Está claro que los cineastas del cine mainstream no sirven para filmar sueños. Por razones concretas –los montajes rápidos, la rigidez arquitectónica, la contundencia física, lo racional y coherente de los diálogos y el poco lugar que se deja para las pulsiones- las atmósferas “oníricas” de estas películas dejan muchísimo que desear, delatan la falta de imaginación de los creadores y develan cómo el formato popular masivo acota sus posibilidades. A siglos luz de distancia de los de Terry Gilliam (El imaginario del Dr Parnassus), Jim Jarmusch (Dead man), Takashi Miike (Audition), o Pen-ek Ratanaruang (Ploy), y a milenios de los viajes de David Lynch o Hayao Miyazaki, los sueños en El origen se parecen demasiado a las películas de acción y muy poco a los sueños reales: para ser una película cuya principal locación es el inconsciente, se siente inmensamente lógica y vívida.
Si se deja de lado este detalle, si se asumen las complejas reglas de juego que la película plantea y si se logra mantener la vigilia durante los 148 minutos de metraje, la propuesta puede ser interesante y hasta estimulante, algo así como un complicado ejercicio de lógica y velocidad interpretativa. Además de intrincado, el guión está muy bien concebido y, como en algunas de las mejores series norteamericanas de hoy, se confía en el gran poder de abstracción de los espectadores y en su capacidad para mantener la atención durante todo ese tiempo.
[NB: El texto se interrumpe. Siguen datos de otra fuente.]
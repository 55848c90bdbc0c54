use chrono::{Duration, Utc};
use uuid::Uuid;
use vazifeban::{
    db::{
        enums::SprintState,
        models::{ProjectChanges, Sprint, UpdateProjectRequest},
    },
    validation::schedule::{validate_title, validate_window},
};

fn sprint(ends_in: Duration) -> Sprint {
    let now = Utc::now();
    Sprint {
        id: Uuid::new_v4(),
        project_id: Uuid::new_v4(),
        started_at: now - Duration::days(7),
        ended_at: now + ends_in,
        is_deleted: false,
        created_at: now,
        updated_at: now,
    }
}

#[test]
fn sprint_state_follows_end_time() {
    let now = Utc::now();
    assert_eq!(sprint(Duration::days(3)).state_at(now), SprintState::Active);
    assert_eq!(sprint(Duration::days(-1)).state_at(now), SprintState::Completed);
}

#[test]
fn windows_reject_end_before_start() {
    let start = Utc::now();
    assert!(validate_window(start, start + Duration::days(14), "ended_at").is_ok());
    let err = validate_window(start, start - Duration::days(1), "deadline").unwrap_err();
    assert_eq!(err.field_name(), Some("deadline"));
}

#[test]
fn blank_titles_are_rejected() {
    assert!(validate_title("Release 1.2").is_ok());
    assert_eq!(validate_title("  ").unwrap_err().field_name(), Some("title"));
}

#[test]
fn empty_project_update_produces_no_changes() {
    let changes = ProjectChanges::from(&UpdateProjectRequest::default());
    assert!(changes.is_empty());

    let req = UpdateProjectRequest {
        title: Some("Billing v2".to_string()),
        ..Default::default()
    };
    assert!(!ProjectChanges::from(&req).is_empty());
}
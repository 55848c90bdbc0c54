use chrono::{Duration, Utc};
use uuid::Uuid;
use vazifeban::{
    db::models::WorkTime,
    validation::{attachment::decode_content, work_time::validate_completion},
};

fn interval(ended: bool) -> WorkTime {
    let started_at = Utc::now() - Duration::hours(1);
    WorkTime {
        id: Uuid::new_v4(),
        task_id: Uuid::new_v4(),
        started_at,
        ended_at: ended.then(|| started_at + Duration::minutes(30)),
        is_deleted: false,
        created_at: started_at,
    }
}

#[test]
fn open_interval_completes_once() {
    let open = interval(false);
    assert!(open.is_open());
    assert!(validate_completion(&open, Utc::now()).is_ok());

    let closed = interval(true);
    assert!(!closed.is_open());
    assert_eq!(
        validate_completion(&closed, Utc::now()).unwrap_err().field_name(),
        Some("ended_at")
    );
}

#[test]
fn completion_cannot_precede_start() {
    let open = interval(false);
    assert!(validate_completion(&open, open.started_at - Duration::seconds(1)).is_err());
}

#[test]
fn attachment_content_is_size_limited() {
    // "hello world"
    let encoded = "aGVsbG8gd29ybGQ=";
    assert_eq!(decode_content(encoded, 1024).unwrap(), b"hello world");
    assert!(decode_content(encoded, 4).is_err());
    assert!(decode_content("not base64!", 1024).is_err());
}
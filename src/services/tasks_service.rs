use diesel::prelude::*;
use uuid::Uuid;

use crate::{
    db::models::attachment::AttachmentInfo,
    db::models::label::{Label, NewTaskLabel},
    db::models::task::{
        CreateTaskRequest, NewTask, Task, TaskChanges, TaskDetailResponse, UpdateTaskRequest,
    },
    db::repositories::{
        AttachmentRepo, CommentRepo, LabelRepo, SprintRepo, TaskLabelRepo, TaskRepo, UserRepo,
        WorkTimeRepo,
    },
    db::soft_delete::{Visibility, require_active},
    error::AppError,
    permissions::is_owner,
    services::context::RequestContext,
    services::scope,
    validation::schedule::validate_title,
};

pub struct TasksService;

impl TasksService {
    fn require_assignee(conn: &mut PgConnection, user_id: Option<Uuid>) -> Result<(), AppError> {
        if let Some(user_id) = user_id {
            if !UserRepo::find_by_id(conn, user_id)?.is_some_and(|user| !user.is_deleted) {
                return Err(AppError::field("user_id", "Assignee does not exist"));
            }
        }
        Ok(())
    }

    /// Any authenticated actor may add a task to an active sprint.
    pub fn create(
        conn: &mut PgConnection,
        ctx: &RequestContext,
        req: &CreateTaskRequest,
    ) -> Result<Task, AppError> {
        validate_title(&req.title)?;

        let sprint = SprintRepo::find_by_id(conn, req.sprint_id)?
            .filter(|sprint| !sprint.is_deleted)
            .ok_or_else(|| AppError::field("sprint_id", "Sprint does not exist"))?;

        Self::require_assignee(conn, req.user_id)?;

        let task = TaskRepo::insert(
            conn,
            &NewTask {
                sprint_id: sprint.id,
                user_id: req.user_id,
                title: req.title.trim().to_string(),
                description: req.description.clone(),
                status: req.status,
                deadline: req.deadline,
            },
        )?;

        tracing::info!(task_id = %task.id, sprint_id = %sprint.id, actor = %ctx.user_id, "Task created");
        Ok(task)
    }

    pub fn get(
        conn: &mut PgConnection,
        ctx: &RequestContext,
        task_id: Uuid,
    ) -> Result<TaskDetailResponse, AppError> {
        let task = scope::require_task_access(conn, ctx, task_id)?;

        let labels = LabelRepo::list_for_task(conn, task.id)?;
        let comments = CommentRepo::list_by_task(conn, task.id, Visibility::Active)?;
        let attachments = AttachmentRepo::list_by_task(conn, task.id, Visibility::Active)?
            .iter()
            .map(AttachmentInfo::from)
            .collect();
        let work_times = WorkTimeRepo::list_by_task(conn, task.id, Visibility::Active)?;

        Ok(TaskDetailResponse {
            task,
            labels,
            comments,
            attachments,
            work_times,
        })
    }

    pub fn update(
        conn: &mut PgConnection,
        ctx: &RequestContext,
        task_id: Uuid,
        req: &UpdateTaskRequest,
    ) -> Result<Task, AppError> {
        let task = scope::require_task_access(conn, ctx, task_id)?;

        if let Some(ref title) = req.title {
            validate_title(title)?;
        }

        let mut changes = TaskChanges::from(req);
        changes.title = changes.title.map(|t| t.trim().to_string());
        if changes.is_empty() {
            return Ok(task);
        }

        let updated = TaskRepo::update(conn, task.id, &changes)?;
        tracing::info!(task_id = %updated.id, status = updated.status.as_str(), "Task updated");
        Ok(updated)
    }

    pub fn assign(
        conn: &mut PgConnection,
        ctx: &RequestContext,
        task_id: Uuid,
        user_id: Option<Uuid>,
    ) -> Result<Task, AppError> {
        let task = scope::require_task_access(conn, ctx, task_id)?;
        Self::require_assignee(conn, user_id)?;

        let updated = TaskRepo::assign(conn, task.id, user_id)?;
        tracing::info!(task_id = %updated.id, assignee = ?user_id, "Task assignee changed");
        Ok(updated)
    }

    pub fn delete(
        conn: &mut PgConnection,
        ctx: &RequestContext,
        task_id: Uuid,
    ) -> Result<(), AppError> {
        let task = scope::require_task_access(conn, ctx, task_id)?;

        TaskRepo::soft_delete(conn, task.id)?;
        tracing::info!(task_id = %task.id, "Task deleted");
        Ok(())
    }

    /// Removed tasks of one sprint, for elevated actors and the team owner.
    pub fn list_archived(
        conn: &mut PgConnection,
        ctx: &RequestContext,
        sprint_id: Uuid,
    ) -> Result<Vec<Task>, AppError> {
        let sprint = SprintRepo::find_by_id(conn, sprint_id)?
            .ok_or_else(|| AppError::not_found("Sprint"))?;

        if !ctx.is_elevated() {
            let team_id = SprintRepo::owning_team_id(conn, sprint.id)?
                .ok_or_else(|| AppError::not_found("Team"))?;
            let team = scope::load_team(conn, team_id)?;
            if !is_owner(&team, ctx.user_id) {
                return Err(AppError::forbidden(
                    "Only the team owner can view archived tasks",
                ));
            }
        }

        Ok(TaskRepo::list_by_sprint(conn, sprint.id, Visibility::Archived, None)?)
    }

    pub fn list_labels(
        conn: &mut PgConnection,
        ctx: &RequestContext,
        task_id: Uuid,
    ) -> Result<Vec<Label>, AppError> {
        let task = scope::require_task_access(conn, ctx, task_id)?;
        Ok(LabelRepo::list_for_task(conn, task.id)?)
    }

    pub fn attach_label(
        conn: &mut PgConnection,
        ctx: &RequestContext,
        task_id: Uuid,
        label_id: Uuid,
    ) -> Result<Vec<Label>, AppError> {
        let task = scope::require_task_access(conn, ctx, task_id)?;
        let label = require_active(LabelRepo::find_by_id(conn, label_id)?, "Label")?;

        if TaskLabelRepo::find_active(conn, task.id, label.id)?.is_some() {
            return Err(AppError::field("label_id", "Label is already attached to this task"));
        }

        TaskLabelRepo::insert(
            conn,
            &NewTaskLabel {
                label_id: Some(label.id),
                task_id: Some(task.id),
            },
        )
        .map_err(|e| {
            AppError::unique_violation(e, "label_id", "Label is already attached to this task")
        })?;

        tracing::info!(task_id = %task.id, label_id = %label.id, "Label attached");
        Ok(LabelRepo::list_for_task(conn, task.id)?)
    }

    pub fn detach_label(
        conn: &mut PgConnection,
        ctx: &RequestContext,
        task_id: Uuid,
        label_id: Uuid,
    ) -> Result<(), AppError> {
        let task = scope::require_task_access(conn, ctx, task_id)?;
        let link = TaskLabelRepo::find_active(conn, task.id, label_id)?
            .ok_or_else(|| AppError::not_found("Task label"))?;

        TaskLabelRepo::soft_delete(conn, link.id)?;
        tracing::info!(task_id = %task.id, label_id = %label_id, "Label detached");
        Ok(())
    }
}
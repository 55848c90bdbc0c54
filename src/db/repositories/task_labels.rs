use diesel::prelude::*;

use crate::db::models::label::{NewTaskLabel, TaskLabel};

pub struct TaskLabelRepo;

impl TaskLabelRepo {
    pub fn find_active(
        conn: &mut PgConnection,
        target_task_id: uuid::Uuid,
        target_label_id: uuid::Uuid,
    ) -> Result<Option<TaskLabel>, diesel::result::Error> {
        use crate::schema::task_labels::dsl::*;
        task_labels
            .filter(task_id.eq(target_task_id))
            .filter(label_id.eq(target_label_id))
            .filter(is_deleted.eq(false))
            .select(TaskLabel::as_select())
            .first(conn)
            .optional()
    }

    pub fn insert(
        conn: &mut PgConnection,
        new_link: &NewTaskLabel,
    ) -> Result<TaskLabel, diesel::result::Error> {
        diesel::insert_into(crate::schema::task_labels::table)
            .values(new_link)
            .returning(TaskLabel::as_returning())
            .get_result(conn)
    }

    pub fn soft_delete(
        conn: &mut PgConnection,
        link_id: uuid::Uuid,
    ) -> Result<TaskLabel, diesel::result::Error> {
        use crate::schema::task_labels::dsl::*;
        diesel::update(task_labels.filter(id.eq(link_id)))
            .set(is_deleted.eq(true))
            .returning(TaskLabel::as_returning())
            .get_result(conn)
    }
}
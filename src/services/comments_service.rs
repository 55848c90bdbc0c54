use diesel::prelude::*;
use uuid::Uuid;

use crate::{
    db::models::comment::{Comment, CreateCommentRequest, NewComment},
    db::repositories::CommentRepo,
    db::soft_delete::{Visibility, require_active},
    error::AppError,
    services::context::RequestContext,
    services::scope,
    validation::comment::validate_comment_content,
};

pub struct CommentsService;

impl CommentsService {
    pub fn list_by_task(
        conn: &mut PgConnection,
        ctx: &RequestContext,
        task_id: Uuid,
    ) -> Result<Vec<Comment>, AppError> {
        let task = scope::require_task_access(conn, ctx, task_id)?;
        Ok(CommentRepo::list_by_task(conn, task.id, Visibility::Active)?)
    }

    pub fn create(
        conn: &mut PgConnection,
        ctx: &RequestContext,
        req: &CreateCommentRequest,
    ) -> Result<Comment, AppError> {
        validate_comment_content(&req.content)?;
        let task = scope::require_task_access(conn, ctx, req.task_id)?;

        let comment = CommentRepo::insert(
            conn,
            &NewComment {
                task_id: task.id,
                user_id: ctx.user_id,
                content: req.content.clone(),
            },
        )?;

        tracing::info!(comment_id = %comment.id, task_id = %task.id, "Comment created");
        Ok(comment)
    }

    pub fn get(
        conn: &mut PgConnection,
        ctx: &RequestContext,
        comment_id: Uuid,
    ) -> Result<Comment, AppError> {
        let comment = require_active(CommentRepo::find_by_id(conn, comment_id)?, "Comment")?;
        scope::require_task_access(conn, ctx, comment.task_id)?;
        Ok(comment)
    }

    fn require_author(
        conn: &mut PgConnection,
        ctx: &RequestContext,
        comment_id: Uuid,
    ) -> Result<Comment, AppError> {
        let comment = Self::get(conn, ctx, comment_id)?;
        if comment.user_id != ctx.user_id {
            return Err(AppError::forbidden("You can only modify your own comments"));
        }
        Ok(comment)
    }

    pub fn update(
        conn: &mut PgConnection,
        ctx: &RequestContext,
        comment_id: Uuid,
        content: &str,
    ) -> Result<Comment, AppError> {
        validate_comment_content(content)?;
        let comment = Self::require_author(conn, ctx, comment_id)?;

        let updated = CommentRepo::update_content(conn, comment.id, content)?;
        tracing::info!(comment_id = %updated.id, "Comment updated");
        Ok(updated)
    }

    pub fn delete(
        conn: &mut PgConnection,
        ctx: &RequestContext,
        comment_id: Uuid,
    ) -> Result<(), AppError> {
        let comment = Self::require_author(conn, ctx, comment_id)?;

        CommentRepo::soft_delete(conn, comment.id)?;
        tracing::info!(comment_id = %comment.id, "Comment deleted");
        Ok(())
    }
}
pub mod auth;
pub mod logger;

pub use auth::{AuthService, auth_middleware};
pub use logger::logger;
use diesel::prelude::*;
use serde::{Deserialize, Serialize};
use uuid::Uuid;
use validator::Validate;

use crate::db::soft_delete::SoftDeletable;

// Work time models
#[derive(Queryable, Selectable, Identifiable, Serialize, Deserialize, Clone, Debug, PartialEq)]
#[diesel(table_name = crate::schema::work_times)]
#[diesel(check_for_backend(diesel::pg::Pg))]
pub struct WorkTime {
    pub id: Uuid,
    pub task_id: Uuid,
    pub started_at: chrono::DateTime<chrono::Utc>,
    pub ended_at: Option<chrono::DateTime<chrono::Utc>>,
    pub is_deleted: bool,
    pub created_at: chrono::DateTime<chrono::Utc>,
}

impl SoftDeletable for WorkTime {
    fn is_removed(&self) -> bool {
        self.is_deleted
    }
}

impl WorkTime {
    pub fn is_open(&self) -> bool {
        self.ended_at.is_none()
    }
}

#[derive(Insertable)]
#[diesel(table_name = crate::schema::work_times)]
pub struct NewWorkTime {
    pub task_id: Uuid,
    pub started_at: chrono::DateTime<chrono::Utc>,
    pub ended_at: Option<chrono::DateTime<chrono::Utc>>,
}

#[derive(Deserialize, Validate)]
pub struct StartWorkTimeRequest {
    pub task_id: Uuid,
    pub started_at: Option<chrono::DateTime<chrono::Utc>>,
}

#[derive(Debug, Deserialize, Default)]
pub struct CompleteWorkTimeRequest {
    /// Defaults to the current time.
    pub ended_at: Option<chrono::DateTime<chrono::Utc>>,
}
El director Christopher Nolan (Memento, El gran truco) parece repetir varias de las fórmulas de éxito de su anterior película Batman, el caballero de la noche: una trama densa e hiperdialogada, mucha acción, una complejidad creciente y muchos personajes de gravísimo semblante –la terrible seriedad de la película parecería gritar: “¡miren que esto es mucho más que una película de entretenimiento!”-. También se repite el principal defecto de su precedente: se abruma al espectador con datos, espectacularidad desatada y giros narrativos, sin dejar lugar para la distensión. El riesgo que se corre cuando se siguen estos pasos es que, paradójicamente, se pierde intensidad. Los picos altos en las películas necesitan de una contrapartida de tranquilidad para ser tales, y en este caso esa carencia se hace sentir.
La trama es complicadísima y difícil de resumir aquí, pero en un principio podría decirse que el protagonista es un ladrón que se dedica a extraer secretos valiosos de las profundidades del inconsciente, y que trabaja para el mundo del espionaje corporativo. Pero el asunto se complica cuando le ofrecen un trabajo por el cual tiene que invertir su labor habitual. En lugar de robar una idea durante el sueño debe colocar una, y semejante operación trae riesgos inesperados.
Lo que llama considerablemente la atención, y quizá sea un síntoma de los tiempos que corren, es que el grupo contratado para llevar a cabo la arriesgada labor lo haga sin un mínimo de conciencia crítica. Están siendo empleados por el dueño de un conglomerado multinacional para perjudicar a otro, y, enfrascados en su tarea, no cuestionan ni una vez si lo que están haciendo es una buena acción. Resulta extraño en una película que se la juega tanto a ser profunda e inteligente.